__Task goal__: Which lines of the entries contain the word "MetricsError"? Please list them.

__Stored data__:
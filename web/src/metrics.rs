//! Prometheus metrics export.
//!
//! Counters are recorded with the `metrics` facade throughout `sps-auth`.
//! This module installs the global Prometheus recorder and describes them.

use metrics::describe_counter;
use metrics_exporter_prometheus::{PrometheusBuilder, PrometheusHandle};

/// Metrics installation failure.
#[derive(Debug, thiserror::Error)]
pub enum MetricsError {
    /// A global recorder is already installed.
    #[error("Failed to install Prometheus recorder: {0}")]
    Install(String),
}

/// Install the global Prometheus recorder.
///
/// # Errors
///
/// Returns [`MetricsError::Install`] if a recorder is already installed in
/// this process.
pub fn install_recorder() -> Result<PrometheusHandle, MetricsError> {
    let handle = PrometheusBuilder::new()
        .install_recorder()
        .map_err(|e| MetricsError::Install(e.to_string()))?;

    describe_metrics();

    tracing::info!("Prometheus metrics recorder installed");
    Ok(handle)
}

/// Register descriptions for every counter the service records.
pub fn describe_metrics() {
    describe_counter!(
        "auth_challenges_issued_total",
        "Challenges issued to known principals"
    );
    describe_counter!(
        "auth_challenges_rejected_total",
        "Challenge requests for unknown principals"
    );
    describe_counter!(
        "auth_logins_total",
        "Successful logins, labelled by mode (challenge or password)"
    );
    describe_counter!(
        "auth_logins_failed_total",
        "Failed logins, labelled by mode (challenge or password)"
    );
    describe_counter!(
        "auth_rate_limited_total",
        "Requests rejected by the authentication rate limit"
    );
    describe_counter!("accounts_created_total", "Accounts created");
    describe_counter!("accounts_updated_total", "Accounts updated");
    describe_counter!("accounts_deleted_total", "Accounts deleted");
}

__Response box__:
pub enum MetricsError {
/// Returns [`MetricsError::Install`] if a recorder is already installed in
pub fn install_recorder() -> Result<PrometheusHandle, MetricsError> {
        .map_err(|e| MetricsError::Install(e.to_string()))?;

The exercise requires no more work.